Our contribution in Aarhus
Quantum Moves is based on an idea of storing single atoms in a very specific trap, where each atom sits in a well like an egg in an egg tray. With such a trap, physicists can store around 300 atoms in a neat configuration. Just imagine being able to use each of these atoms as a qubit! This is, in fact, possible, and with such a configuration we are getting tantalisingly close to having a quantum computer with the superpowers everyone is fussing over.
The missing piece is doing operations and calculations on this large qubit string. Operations are done by picking up individual atoms, moving them around the egg tray trap and merging them with other atoms. This has to be done with great care to preserve the state of the atom (whether it's 'zero, 'one' or a superposition of both) - but also fast, to avoid outside noise and keep calculations efficient.

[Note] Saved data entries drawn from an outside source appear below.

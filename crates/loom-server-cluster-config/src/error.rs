// Copyright (c) 2025 Geoffrey Huntley <ghuntley@ghuntley.com>. All rights reserved.
// SPDX-License-Identifier: Proprietary

//! Errors returned to clients of the cluster config table.
//!
//! The `Display` form of each variant is the message shown to the user.
//! Broken guarantees from the table dispatch layer are not represented here;
//! they panic.

use loom_cluster_metadata::error::quote_keys;
use loom_cluster_metadata::HomeError;
use thiserror::Error;

#[derive(Debug, Error)]
pub enum ClusterConfigError {
	#[error("It's illegal to delete rows from the `{table}` table.")]
	DeleteIllegal { table: String },

	#[error("It's illegal to insert new rows into the `{table}` table.")]
	InsertIllegal { table: String },

	#[error("Expected a field named `{field}`.")]
	MissingField { field: String },

	#[error("The auth key should be at most {max} bytes long, but your given key is {actual} bytes.")]
	AuthKeyTooLong { max: usize, actual: usize },

	/// The read-only `{hidden: true}` placeholder was written back.
	#[error(
		"You're trying to set the `auth_key` field in the `auth` document of `{table}` to \
		 {{hidden: true}}. The `auth_key` field can be set to a string, or `null` for no auth \
		 key. {{hidden: true}} is a special place-holder value that is returned if you try to \
		 read the auth key; the real auth key is never shown for security reasons. Setting the \
		 auth key to {{hidden: true}} is not allowed."
	)]
	HiddenPlaceholder { table: String },

	#[error("Expected a string or null; got {got}")]
	UnexpectedValue { got: String },

	#[error("Unexpected key(s) {} in a row of the `{table}` table.", quote_keys(.keys))]
	UnexpectedKeys { keys: Vec<String>, table: String },

	#[error("The operation was interrupted.")]
	Interrupted,

	#[error("Cluster metadata is unavailable: {0}")]
	MetadataUnavailable(String),
}

impl From<HomeError> for ClusterConfigError {
	fn from(err: HomeError) -> Self {
		match err {
			HomeError::Interrupted => Self::Interrupted,
			other => Self::MetadataUnavailable(other.to_string()),
		}
	}
}
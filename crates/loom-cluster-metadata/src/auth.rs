// Copyright (c) 2025 Geoffrey Huntley <ghuntley@ghuntley.com>. All rights reserved.
// SPDX-License-Identifier: Proprietary

//! Cluster authentication metadata.

use std::fmt;

use loom_common_secret::SecretString;

use crate::error::AuthKeyError;
use crate::semilattice::{Semilattice, Versioned};

/// Shared secret clients must present to connect. Empty means no key is set.
#[derive(Clone, Default, PartialEq, Eq)]
pub struct AuthKey {
	key: SecretString,
}

impl AuthKey {
	/// Maximum key length in bytes.
	pub const MAX_LENGTH: usize = 2048;

	pub fn new(key: impl Into<String>) -> Result<Self, AuthKeyError> {
		let key = SecretString::new(key.into());
		let actual = key.expose().len();
		if actual > Self::MAX_LENGTH {
			return Err(AuthKeyError::TooLong {
				max: Self::MAX_LENGTH,
				actual,
			});
		}
		Ok(Self { key })
	}

	/// No key configured.
	pub fn unset() -> Self {
		Self::default()
	}

	pub fn is_empty(&self) -> bool {
		self.key.expose().is_empty()
	}

	/// Length in bytes.
	pub fn len(&self) -> usize {
		self.key.expose().len()
	}

	pub fn expose(&self) -> &str {
		self.key.expose()
	}
}

impl fmt::Debug for AuthKey {
	fn fmt(&self, f: &mut fmt::Formatter<'_>) -> fmt::Result {
		if self.is_empty() {
			f.write_str("AuthKey(unset)")
		} else {
			f.debug_tuple("AuthKey").field(&self.key).finish()
		}
	}
}

/// Authentication section of the replicated cluster metadata.
#[derive(Debug, Clone, Default, PartialEq)]
pub struct AuthMetadata {
	pub auth_key: Versioned<AuthKey>,
}

impl Semilattice for AuthMetadata {
	fn join(&mut self, other: &Self) {
		self.auth_key.join(&other.auth_key);
	}
}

Sound familiar? This is exactly the challenge posed in the Quantum Moves game! Players move and merge atoms with the goal of ending up in very specific final shapes (which are actually just different states). Our engines take this information and translate it to the way a laser beam is used to pick up and move around an atom in the lab. Different challenges in Quantum Moves correspond to different operations on the qubit strings. Once we have a whole toolbox of operations, we are ready to turn on the 300-qubit quantum computer and start addressing the hugely important and impactful task of working on problems that have been "impossible" to solve for the best present-day supercomputers.